Re: Quality Control!

MikeBGene@aol.com
Wed, 22 Dec 1999 17:43:34 EST

Steve wrote:

>Here is some nice Intelligent Design language ("Quality Control"!) in a
>recent SCIENCE.

Thanks for posting these, Steve. It ties nicely into what I have been
speaking about lately.

>I wonder if the thought ever flickers across Darwinist minds that the `blind
>watchmaker' is getting more intelligent and less blind every day?

I seriously doubt it. I suspect most Darwinists believe this whole
issue was settled a long time ago and thus would react to claims of
intelligent design with mild amusement and flippant dismissal.
If someone suggests that something might be intelligently designed,
I suspect most Darwinists would not focus on the question of
whether it was designed, but instead focus on why in the world
someone even bothered to raise this question.

But I think it most telling that, while it officially excludes intelligent
design, biology works because it extensively employs intelligent
design language and concepts. As a physical scientist, Paul Davies,
wisely observed in his latest book:

" Concepts like information and software do not come from the
natural sciences at all, but from communication theory, and involve
qualifiers like context and mode of description - notions that are
quite alien to the physicist's description of the world. Yet most
scientists accept that information concepts do legitimately apply to
biological systems, and they cheerfully treat semantic information
as if it were a natural quantity like energy. Unfortunately, "meaning"
sounds perilously close to purpose, an utterly taboo subject in biology.
So we are left with the contradiction that we need to apply concepts
derived from purposeful human activities (communication, meaning,
context, semantics) to biological processes that certainly appear
purposeful, but are in fact not (or are not supposed to be)."

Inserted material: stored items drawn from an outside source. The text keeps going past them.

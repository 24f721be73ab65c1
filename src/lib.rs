//! termdex - full-text search for host record stores
//!
//! termdex adds "good enough" search to records that live in some other
//! store. Text fields are broken into 1..=4 word n-grams, each kept as a
//! posting with its occurrence count, next to a global per-term counter.
//! Queries score entities by how rare their matched terms are.
//!
//! # Quick Start
//!
//! ```ignore
//! use std::sync::Arc;
//! use termdex::{Document, FieldRef, MemoryRepository, MemoryStore, SearchEngine, SearchRequest};
//!
//! let repo = Arc::new(MemoryRepository::new());
//! let engine = SearchEngine::builder(Arc::new(MemoryStore::new()), repo.clone())
//!     .inline_queue()
//!     .build()?;
//!
//! let doc = repo.insert_document(Document::new("books", 1).with("title", "Eat a fish"));
//! engine.index(doc.as_ref(), &FieldRef::parse_all(["title"])?, false)?;
//!
//! let hits = engine.search(&SearchRequest::new("books", "fish"))?;
//! ```
//!
//! # Architecture
//!
//! - `termdex-core`: data model, record traits, storage contract, errors
//! - `termdex-storage`: in-memory store with optimistic concurrency
//! - `termdex-engine`: tokenizer, indexer, ranking, queues, hooks

pub use termdex_core::*;
pub use termdex_engine::*;
pub use termdex_storage::{Document, MemoryRepository, MemoryStore, StoreStats};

[Davies commitment to methodological naturalism prevents
him from following through on this "contradiction."]

The fact that biology invokes intelligent design concepts like
proofreading and quality control in order to make sense of life
is, to me, very suggestive. Of course, this is not the type of
thing that is likely to trigger the suspicions of a naturalist,
as his/her trigger is set to detect only things that essentially
amount to the designer him/herself paying a visit to that
naturalist. But if biology is supposed to reduce to nothing
more than chemistry and physics, why do we need to appeal
to engineering concepts to make sense of biology? Where in
geology, astronomy, physics, and chemistry do we find the
concepts of proofreading and quality control?

It is often said that ID is not science and has contributed
nothing to science. But how can this be when biology is
built around ID concepts and language? How is it that
advances in our own understanding of our own designs
help to illuminate biology in a very fundamental way?
For example, in trying to explain feedback and homeostasis
to new biology students, biologists do not draw from basic
chemistry or physics. They draw from the manner in which
furnaces and thermostats are designed to work.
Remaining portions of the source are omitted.